Los últimos cinco años de la vida de María del Carmen García Galisteo —Carmen Sevilla en los carteles— han transcurrido en medio de una nube de olvido. Enclaustrada en una residencia para ancianos, a las afueras de Madrid, pagando casi 3 mil euros al mes, la mujer que sedujo al público hispano desde las pantallas pasa los días postrada en una silla de ruedas y abstraída de lo que ocurre a su alrededor. Ahí, dentro de una amplia y luminosa habitación, con vistas a un jardín, acompañada por una cuidadora que a diario la llevaba a revisiones médicas o a veces a dar un paseo por las instalaciones del centro geriátrico, recibe las visitas de su único hijo, Augusto Algueró Jr., de su fiel amigo Moncho Ferrer y de nadie más.

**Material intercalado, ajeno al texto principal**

use actix_web::{web, HttpResponse, Result};
use serde::Serialize;
use crate::models::ApiResponse;

#[derive(Debug, Serialize)]
pub struct HealthStatus {
    pub service: &'static str,
    pub version: &'static str,
    pub status: &'static str,
}

pub async fn health_check() -> Result<HttpResponse> {
    let response = ApiResponse::success(HealthStatus {
        service: env!("CARGO_PKG_NAME"),
        version: env!("CARGO_PKG_VERSION"),
        status: "healthy",
    });
    Ok(HttpResponse::Ok().json(response))
}

pub fn config(cfg: &mut web::ServiceConfig) {
    cfg.route("/health", web::get().to(health_check));
}

#[cfg(test)]
mod tests {
    use super::*;
    use actix_web::{test, App};

    #[actix_web::test]
    async fn test_health_check() {
        let app = test::init_service(App::new().configure(crate::handlers::config)).await;
        let req = test::TestRequest::get().uri("/api/health").to_request();
        let body: serde_json::Value = test::call_and_read_body_json(&app, req).await;

        assert_eq!(body["success"], true);
        assert_eq!(body["data"]["service"], "stock-predictor");
        assert_eq!(body["data"]["status"], "healthy");
        assert!(body["timestamp"].as_str().unwrap().ends_with("+09:00"));
    }
}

En 2009, un año antes de retirarse de la televisión, a Carmen Sevilla le diagnosticaron Alzheimer, una enfermedad que también habían padecido su madre y su hermano. Por eso empezó a no dejarse ver y a permanecer encerrada en su casa del madrileño Paseo de Pintor Rosales. En 2015 su hijo se divorció de su esposa, Marta Díaz, volvió a vivir a casa de su madre y, al verla con escasa capacidad de maniobra, decidió ingresarla en la residencia para que recibiera los cuidados necesarios, haciendo a un lado lo que la actriz y cantante había señalado en su libro de memorias Mis secretillos (Blancur): 

“Mi mayor miedo es caer en una enfermedad que me impida valerme por mí misma. (…) Me horrorizan los asilos, las residencias de ancianos. Me horrorizan. Teniendo y habiendo parido hijos, me parece terrible que se tenga que vivir en uno de esos sitios”.

Al final no pudo evitarlo y ahora cumple 90 años sin ser consciente de que, como dice el escritor Manuel Román, biógrafo de varias estrellas de la música y autor de Memoria de la copla (Alianza), “ha pasado a la historia de la canción española al interpretar coplas, zambras, pasodobles, bulerías, sevillanas y luego baladas y temas románticos que, sin estar dotada de una gran voz, resulta siempre agradable de escuchar, a pesar de que no es muy amplia su discografía, si la comparamos con el gran número de canciones que interpretó en sus películas, pero es la estrella folclórica española que bate el récord de películas protagonizadas”.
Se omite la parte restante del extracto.